您可以使用 Google Cloud Identity Platform REST API 以编程方式管理 Firebase 项目的 OAuth 身份提供商 (IdP) 配置。借助此 API,您可以配置想要支持的身份提供商,以及更新、启用和停用项目的当前 OAuth 配置。
获取授权
在调用 REST API 之前,您需要一个 OAuth 2.0 访问令牌,以授予对您的 Firebase 项目的编辑者访问权限。例如,要在 Node.js 中使用服务账号获取访问令牌,请运行以下命令:
const googleAuth = require('google-auth-library');
const SCOPES = ['https://www.googleapis.com/auth/cloud-platform'];
async function getAccessToken() {
const serviceAccount = require('/path/to/service_account_key.json');
const jwtClient = new googleAuth.JWT(
serviceAccount.client_email,
null,
serviceAccount.private_key,
SCOPES,
null
);
return jwtClient.authorize().then((tokens) => tokens.access_token);
}
添加新的 OAuth 身份提供商配置
要添加新的 OAuth 身份提供商 (IdP) 配置,请使用 POST 方法将将新的配置发布到 projects.defaultSupportedIdpConfigs 端点。
您需要指定身份提供商的 ID 以及您的客户端 ID 和客户端密钥(通常从提供商的开发者网站获取)。以下是 Firebase 支持的身份提供商及其 ID:
| 提供商 |
身份提供商 ID |
| Apple |
apple.com |
| Apple 游戏中心 |
gc.apple.com |
| Facebook |
facebook.com |
| GitHub |
github.com |
| Google |
google.com |
| Google Play 游戏 |
playgames.google.com |
| LinkedIn |
linkedin.com |
| Microsoft |
microsoft.com |
| Twitter |
twitter.com |
| Yahoo |
yahoo.com |
例如,使用 Node.js:
const fetch = require('node-fetch');
const GCIP_API_BASE = 'https://identitytoolkit.googleapis.com/v2';
async function addIdpConfig(projectId, accessToken, idpId, clientId, clientSecret) {
const uri = `${GCIP_API_BASE}/projects/${projectId}/defaultSupportedIdpConfigs?idpId=${idpId}`;
const options = {
method: 'POST',
headers: {
'Authorization': `Bearer ${accessToken}`
},
body: JSON.stringify({
name: `projects/${projectId}/defaultSupportedIdpConfigs/${idpId}`,
enabled: true,
clientId: clientId,
clientSecret: clientSecret,
}),
};
return fetch(uri, options).then((response) => {
if (response.ok) {
return response.json();
} else if (response.status == 409) {
throw new Error('IdP configuration already exists.
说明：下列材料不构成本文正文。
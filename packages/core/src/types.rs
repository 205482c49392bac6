//! Core data types shared by the store, chain clients, and controller.

use std::collections::BTreeMap;

use num_bigint::BigUint;
use serde::{Deserialize, Serialize};

/// Half-width of the query window around a reference timestamp, in seconds.
pub const WINDOW_HALF_WIDTH_SECS: i64 = 10 * 60;

/// How long a quoted fee stays usable after its block timestamp, in seconds.
pub const QUOTE_VALIDITY_SECS: i64 = 10 * 60;

/// Fee snapshot for one block.
///
/// Only `base_fee_per_gas` is interpreted; every other field the chain
/// reported is carried through untouched in `extra`.
#[derive(Debug, Clone, PartialEq, Eq, Serialize, Deserialize)]
#[serde(rename_all = "camelCase")]
pub struct FeeData {
    #[serde(with = "decimal")]
    pub base_fee_per_gas: BigUint,
    #[serde(flatten)]
    pub extra: BTreeMap<String, serde_json::Value>,
}

impl FeeData {
    pub fn new(base_fee_per_gas: BigUint) -> Self {
        Self {
            base_fee_per_gas,
            extra: BTreeMap::new(),
        }
    }
}

/// What a chain client reports for a single block height.
#[derive(Debug, Clone, PartialEq, Eq)]
pub struct BlockFee {
    /// Block timestamp in Unix seconds.
    pub timestamp: i64,
    pub fee_data: FeeData,
}

/// One persisted fee observation. At most one exists per `(chain_slug, block_number)`.
#[derive(Debug, Clone, PartialEq, Eq, Serialize, Deserialize)]
#[serde(rename_all = "camelCase")]
pub struct FeeRecord {
    pub chain_slug: String,
    pub block_number: u64,
    pub timestamp: i64,
    pub fee_data: FeeData,
}

impl FeeRecord {
    pub fn from_block(chain_slug: &str, block_number: u64, block: BlockFee) -> Self {
        Self {
            chain_slug: chain_slug.to_string(),
            block_number,
            timestamp: block.timestamp,
            fee_data: block.fee_data,
        }
    }

    pub fn base_fee_per_gas(&self) -> &BigUint {
        &self.fee_data.base_fee_per_gas
    }
}

/// A fee record handed to callers together with its staleness bound.
#[derive(Debug, Clone, PartialEq, Eq, Serialize)]
#[serde(rename_all = "camelCase")]
pub struct QuotedFee {
    pub expiration: i64,
    #[serde(flatten)]
    pub record: FeeRecord,
}

impl From<FeeRecord> for QuotedFee {
    fn from(record: FeeRecord) -> Self {
        Self {
            expiration: record.timestamp.saturating_add(QUOTE_VALIDITY_SECS),
            record,
        }
    }
}

/// Result of checking a candidate base fee against recent history.
#[derive(Debug, Clone, PartialEq, Eq, Serialize)]
#[serde(rename_all = "camelCase")]
pub struct FeeValidity {
    pub valid: bool,
    pub timestamp: i64,
    #[serde(with = "decimal")]
    pub base_fee_per_gas: BigUint,
    #[serde(with = "decimal")]
    pub min_fee: BigUint,
    pub min_fee_block_number: u64,
    pub min_fee_timestamp: i64,
}

/// Inclusive `[start, end]` bounds of the window around `timestamp`,
/// clamped to the `i64` range.
pub fn window_bounds(timestamp: i64) -> (i64, i64) {
    (
        timestamp.saturating_sub(WINDOW_HALF_WIDTH_SECS),
        timestamp.saturating_add(WINDOW_HALF_WIDTH_SECS),
    )
}

/// Serialises `BigUint` as a base-10 string so JSON consumers never see a
/// lossy number.
pub mod decimal {
    use std::str::FromStr;

    use num_bigint::BigUint;
    use serde::{de::Error, Deserialize, Deserializer, Serializer};

    pub fn serialize<S: Serializer>(value: &BigUint, serializer: S) -> Result<S::Ok, S::Error> {
        serializer.serialize_str(&value.to_str_radix(10))
    }

    pub fn deserialize<'de, D: Deserializer<'de>>(deserializer: D) -> Result<BigUint, D::Error> {
        let raw = String::deserialize(deserializer)?;
        BigUint::from_str(raw.trim()).map_err(D::Error::custom)
    }
}

#[cfg(test)]
mod tests {
    use super::*;
    use serde_json::json;

    fn sample_record() -> FeeRecord {
        let mut fee_data = FeeData::new(BigUint::from(9_007_199_254_740_993u64));
        fee_data
            .extra
            .insert("gasUsed".into(), json!("0x1c9c380"));
        FeeRecord {
            chain_slug: "ethereum".into(),
            block_number: 18_000_000,
            timestamp: 1_700_000_000,
            fee_data,
        }
    }

    #[test]
    fn quoted_fee_expires_ten_minutes_after_block() {
        let quoted = QuotedFee::from(sample_record());
        assert_eq!(quoted.expiration, 1_700_000_600);
    }

    #[test]
    fn quoted_fee_serialises_flat_with_string_fee() {
        let value = serde_json::to_value(QuotedFee::from(sample_record())).unwrap();
        assert_eq!(value["chainSlug"], "ethereum");
        assert_eq!(value["blockNumber"], 18_000_000);
        assert_eq!(value["expiration"], 1_700_000_600);
        assert_eq!(value["feeData"]["baseFeePerGas"], "9007199254740993");
        assert_eq!(value["feeData"]["gasUsed"], "0x1c9c380");
    }

    #[test]
    fn fee_data_keeps_unknown_fields() {
        let raw = json!({
            "baseFeePerGas": "123456789012345678901234567890",
            "gasLimit": "0x1c9c380",
        });
        let fee_data: FeeData = serde_json::from_value(raw.clone()).unwrap();
        assert_eq!(
            fee_data.base_fee_per_gas.to_string(),
            "123456789012345678901234567890"
        );
        assert_eq!(serde_json::to_value(&fee_data).unwrap(), raw);
    }

    #[test]
    fn fee_data_rejects_non_numeric_fee() {
        let raw = json!({ "baseFeePerGas": "twelve" });
        assert!(serde_json::from_value::<FeeData>(raw).is_err());
    }

    #[test]
    fn window_is_symmetric() {
        assert_eq!(window_bounds(1_700_000_000), (1_699_999_400, 1_700_000_600));
    }

    #[test]
    fn window_and_expiration_clamp_at_the_edges() {
        assert_eq!(window_bounds(i64::MAX), (i64::MAX - 600, i64::MAX));
        assert_eq!(window_bounds(i64::MIN), (i64::MIN, i64::MIN + 600));

        let mut record = sample_record();
        record.timestamp = i64::MAX - 1;
        assert_eq!(QuotedFee::from(record).expiration, i64::MAX);
    }
}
Update it instead.');
} else {
throw new Error('Server error.');
}
});
}
(async () => {
const projectId = 'your-firebase-project-id';
const accessToken = await getAccessToken();
const idpId = 'facebook.com';
const clientId = 'your-facebook-client-id';
const clientSecret = 'your-facebook-client-secret';
try {
await addIdpConfig(projectId, accessToken, idpId, clientId, clientSecret);
} catch (err) {
console.error(err.message);
}
})().catch(console.error);
如果调用成功,则返回新创建的配置。例如:
{
name: 'projects/your-numerical-project-id/defaultSupportedIdpConfigs/facebook.com',
enabled: true,
clientId: 'your-facebook-client-id',
clientSecret: 'your-facebook-client-secret'
}
如果您尝试为项目配置已配置过的身份提供商,则该调用将返回 HTTP 错误 409。在这种情况下,您可以改而更新配置,如下所述。
更新 OAuth 身份提供商配置
要启用或停用 OAuth 身份提供商,或更新项目的客户端配置,请先向 projects.defaultSupportedIdpConfigs 端点发出 GET 请求,以获取提供商的当前配置。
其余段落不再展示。